Well, it sure has been a long while since I have been sitting in front of my laptop typing stuff for pure joy. I always enjoyed writing, but ever since the building of my Sports Physiotherapy clinic (link at bottom of page) has kicked off in January this year, I have gone a bit underground when it comes to social media and writing. The day only has a certain amount of hours and I have a certain amount of energy to give. So, something had to go. Looking back, I wish I had taken the time to sit down and just write, since it helps me objectify and clear my mind.


Lots has been going on the last months, positives and negatives but this post is not about my life, but more the lessons I learned the hard way in the last months.

I am convinced that if you integrate these lessons, your game in whatever sector, may it be sports, business or private life will improve.


 

The basic fact you have to understand is the following:


Your body cannot distinguish between different stresses you experience each day!


 

The most common stressors for athletes in particular are lif

e stress and training stress. When coaches build a training plan, most do not integrate the direct impact of life stress on the training plan.


Your body will react very similar physiologically with a stressful day at work or emotional pain due to e.g. loss of a family member as it will to a VO2 max running session. A variety of stress hormones and adrenaline kick in with both stressors. That is also why people that struggle with panic attacks and depression, get actual panic attacks during a physical work out since the body cannot distinguish and sends the same reaction.



 

Lets make an example day:


Day 1:

8 hours of average, mentally little taxing work followed by a hard 60 Min. run in the evening


Day 2:

8 hours of highly taxing, stressful work leaving the work place empty emotionally, followed by a hard. 60 Min. run in the evening


 

Do you really think recovery and training adaptation will be the same? I mean the training program is the same for both, so why will people with a frequent “Day 1” not improve or end up injured and/or over-trained?


Well you overfilled the bucket of stressors above the limit.

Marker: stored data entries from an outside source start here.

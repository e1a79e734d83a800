//! Vocoder
//!
//! A channel vocoder imposes the voice envelope on a synthetic carrier.
//! Two traces survive: harmonics spaced with machine regularity (sawtooth
//! or pulse carriers) and an MFCC texture that barely moves over time.

use super::{EffectKind, EffectResult, MAX_CONFIDENCE};
use crate::analyzer::AnalysisContext;
use crate::dsp::mfcc::{mfcc, temporal_variance, NUM_COEFFICIENTS};
use crate::dsp::peaks::find_peaks;
use crate::dsp::stats::{coefficient_of_variation, max, mean, round_to};
use crate::error::DetectorFailure;

/// Peak height relative to the tallest bin of the average spectrum
const PEAK_HEIGHT_FRACTION: f64 = 0.05;
const PEAK_DISTANCE_BINS: usize = 5;
const MIN_PEAKS: usize = 4;
const MIN_SPACINGS: usize = 3;
const REGULAR_SPACING_CV: f64 = 0.1;
const SEMI_REGULAR_SPACING_CV: f64 = 0.2;
const LOW_MFCC_VARIANCE: f64 = 5.0;

pub fn detect(ctx: &AnalysisContext<'_>) -> Result<EffectResult, DetectorFailure> {
    let mut result = EffectResult::new(EffectKind::Vocoder);

    // Coefficient 0 tracks loudness, not texture
    let variances = temporal_variance(&mfcc(ctx.stft(), NUM_COEFFICIENTS));
    let mfcc_variance = mean(variances.get(1..).unwrap_or_default());
    result.param("mfcc_temporal_variance", round_to(mfcc_variance, 4));

    let stft = ctx.harmonic_stft();
    let avg = stft.average_spectrum();
    let tallest = max(&avg).unwrap_or(0.0);
    let peaks = find_peaks(&avg, tallest * PEAK_HEIGHT_FRACTION, PEAK_DISTANCE_BINS);
    if peaks.len() >= MIN_PEAKS {
        let spacings: Vec<f64> = peaks
            .windows(2)
            .map(|w| stft.bin_frequency(w[1]) - stft.bin_frequency(w[0]))
            .collect();
        if spacings.len() >= MIN_SPACINGS {
            let cv = coefficient_of_variation(&spacings);
            result.param("harmonic_spacing_cv", round_to(cv, 4));
            if cv < REGULAR_SPACING_CV {
                result.add(0.4);
                result.evidence(format!(
                    "Extremely regular harmonic spacing (CV={:.3}), synthetic carrier likely",
                    cv
                ));
            } else if cv < SEMI_REGULAR_SPACING_CV {
                result.add(0.15);
                result.evidence(format!("Regular harmonic spacing (CV={:.3})", cv));
            }
        }
    }

    if mfcc_variance < LOW_MFCC_VARIANCE {
        result.add(0.3);
        result.evidence(format!(
            "Low MFCC variance: {:.2} (artificial texture)",
            mfcc_variance
        ));
    }

    result.confidence = result.confidence.min(MAX_CONFIDENCE);
    if result.evidence.is_empty() {
        result.evidence("No vocoder indicators found");
    }
    Ok(result.finish())
}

You will cope for some time, longer with a good diet and more hours in bed. Be sure that your sleep quality and mood is one of the first to say bye-bye.


One of the first signs of overtraining is a low mood and being unable to fall asleep at night despite a long day. Add a good amount of night sweats to it and you are on a great path to overtraining.


If you experience this, don’t even bother thinking about your next days training sessions. Don’t do any exercise until you feel balanced again (a lot has to do with hormone regulation and balance) then start with easy intensity.


 

I am confident in saying this, because I was the Master of pushing through. I even have a whole list of things that help me to overcome emotional emptiness, which is very helpful for racing, but not for long term consistency in life and high performance in sports and business. To an extend this is a strength, but mostly this was huge anchor being dragged behind me for years. Hard work gets you far and is necessary, but if you cannot relax and switch off daily and plan in pure off days to re-charge mentally and physically, not only will you not improve in sports, but your body will shut down.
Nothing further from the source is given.